Nessa perspectiva, o caso conta com registros não literais das sessões, que foram utilizados como material para análise com o consentimento por escrito da família. Nesse sentido, este trabalho trará interlocuções teóricas e clínicas a partir dessa experiência, que teve duração de mais de dois anos e que vem sendo formalizada através de pesquisas e publicações há oito anos.
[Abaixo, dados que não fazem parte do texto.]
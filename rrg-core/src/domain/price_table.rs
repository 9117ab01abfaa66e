//! Aligned closing prices on a shared date axis.

use crate::data::DataError;
use chrono::NaiveDate;
use std::collections::HashSet;

/// Closing prices for one symbol. Missing observations are `f64::NAN`.
#[derive(Debug, Clone, PartialEq)]
pub struct PriceColumn {
    pub symbol: String,
    pub closes: Vec<f64>,
}

impl PriceColumn {
    pub fn new(symbol: impl Into<String>, closes: Vec<f64>) -> Self {
        Self {
            symbol: symbol.into(),
            closes,
        }
    }

    /// True when every close is a finite number.
    pub fn is_complete(&self) -> bool {
        self.closes.iter().all(|c| c.is_finite())
    }
}

/// Symbol → closes, all columns sharing one strictly increasing date axis.
///
/// Column order is significant: it is the "table order" used when a missing
/// benchmark has to be replaced.
#[derive(Debug, Clone, PartialEq)]
pub struct PriceTable {
    dates: Vec<NaiveDate>,
    columns: Vec<PriceColumn>,
}

impl PriceTable {
    /// Build a table, checking the date axis and column shapes.
    pub fn new(dates: Vec<NaiveDate>, columns: Vec<PriceColumn>) -> Result<Self, DataError> {
        if let Some(w) = dates.windows(2).find(|w| w[0] >= w[1]) {
            return Err(DataError::UnsortedDates {
                previous: w[0],
                next: w[1],
            });
        }

        let mut seen = HashSet::new();
        for column in &columns {
            if !seen.insert(column.symbol.as_str()) {
                return Err(DataError::DuplicateSymbol {
                    symbol: column.symbol.clone(),
                });
            }
            if column.closes.len() != dates.len() {
                return Err(DataError::LengthMismatch {
                    symbol: column.symbol.clone(),
                    expected: dates.len(),
                    actual: column.closes.len(),
                });
            }
        }

        Ok(Self { dates, columns })
    }

    pub fn empty() -> Self {
        Self {
            dates: Vec::new(),
            columns: Vec::new(),
        }
    }

    pub fn dates(&self) -> &[NaiveDate] {
        &self.dates
    }

    pub fn columns(&self) -> &[PriceColumn] {
        &self.columns
    }

    /// Number of rows on the date axis.
    pub fn len(&self) -> usize {
        self.dates.len()
    }

    pub fn is_empty(&self) -> bool {
        self.dates.is_empty()
    }

    pub fn symbols(&self) -> Vec<&str> {
        self.columns.iter().map(|c| c.symbol.as_str()).collect()
    }

    pub fn contains(&self, symbol: &str) -> bool {
        self.columns.iter().any(|c| c.symbol == symbol)
    }

    pub fn closes(&self, symbol: &str) -> Option<&[f64]> {
        self.columns
            .iter()
            .find(|c| c.symbol == symbol)
            .map(|c| c.closes.as_slice())
    }

    /// Keep the columns for which `keep` returns true, in table order.
    pub fn retain_columns(&self, mut keep: impl FnMut(&PriceColumn) -> bool) -> Self {
        Self {
            dates: self.dates.clone(),
            columns: self.columns.iter().filter(|c| keep(c)).cloned().collect(),
        }
    }

    /// Keep the rows for which `keep(date)` returns true.
    pub fn retain_rows(&self, mut keep: impl FnMut(NaiveDate) -> bool) -> Self {
        let mask: Vec<bool> = self.dates.iter().map(|d| keep(*d)).collect();
        Self {
            dates: apply_mask(&self.dates, &mask),
            columns: self
                .columns
                .iter()
                .map(|c| PriceColumn::new(c.symbol.clone(), apply_mask(&c.closes, &mask)))
                .collect(),
        }
    }
}

fn apply_mask<T: Copy>(values: &[T], mask: &[bool]) -> Vec<T> {
    values
        .iter()
        .zip(mask)
        .filter(|(_, &m)| m)
        .map(|(v, _)| *v)
        .collect()
}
Trata-se do caso clínico de um menino que recebeu nesta pesquisa o nome fictício João. Adotado por Adriana (nome também fictício), ele adveio da sétima gestação de sua mãe biológica, que era andarilha e sempre entregava seus filhos para adoção. Mas, no caso de João, não se sabe o porquê, ela chegou a levá-lo consigo ao sair do hospital, período no qual não se teve notícias do menino. Quinze dias depois, porém, abandonou-o nas proximidades do hospital, desnutrido, ainda com a pulseirinha de identificação da maternidade e embrulhado em um cueiro.
A mãe adotiva, por sua vez, esperou pelo período de nove meses pela adoção de João, ou seja, aguardou justamente o período correspondente ao da gestação. Nesse tempo, a mãe adotiva teve uma gravidez psicológica, inclusive produzindo leite. Todavia, João recusou-se a mamar em seu seio, só aceitando o leite que ela lhe ofertava na mamadeira.
Como se pode notar, esse menino não se apresentou como o esperado desde o início. Na época da procura pelo tratamento, ele ainda continuava desencaixado daquilo que esperavam dele, pois estava muito agressivo, sobretudo com a mãe, e recusava-se a permanecer na escola.
Realizada essa breve contextualização sobre o caso clínico, traremos a seguir, visando prosseguir em direção aos objetivos anunciados, uma breve explanação teórica que visa introduzir o conceito de alienação.
Alienação e separação
Lacan (2003), em seu seminário sobre a identificação, aborda as operações da alienação e da separação, enfatizando a dependência do sujeito em relação à linguagem. Essas duas operações descrevem o advento do sujeito enquanto duplo efeito da falta, a partir de duas perspectivas distintas: a do ser, ou das pulsões parciais, e a do significante, que está relacionado ao grande Outro. Desse modo, a partir dessas noções, Lacan (1998, 2003) lança uma topologia a fim de dar conta da constituição do Sujeito.
Nessa perspectiva, deve-se enfatizar a importância de se considerar a premissa lacaniana segundo a qual o inconsciente está estruturado como uma linguagem, constituindo-se, portanto, como a primeira forma de apresentação do Outro. Nesse lugar se situa a cadeia significante, desvelando a alteridade presentificada na constituição do sujeito:
Uma alçada do defeito central em torno do qual gira a dialética do advento do sujeito a seu próprio ser em relação ao Outro pelo fato de que o sujeito depende do significante e de que o significante está primeiro no campo do Outro. (Lacan, 1998, p. 194-195).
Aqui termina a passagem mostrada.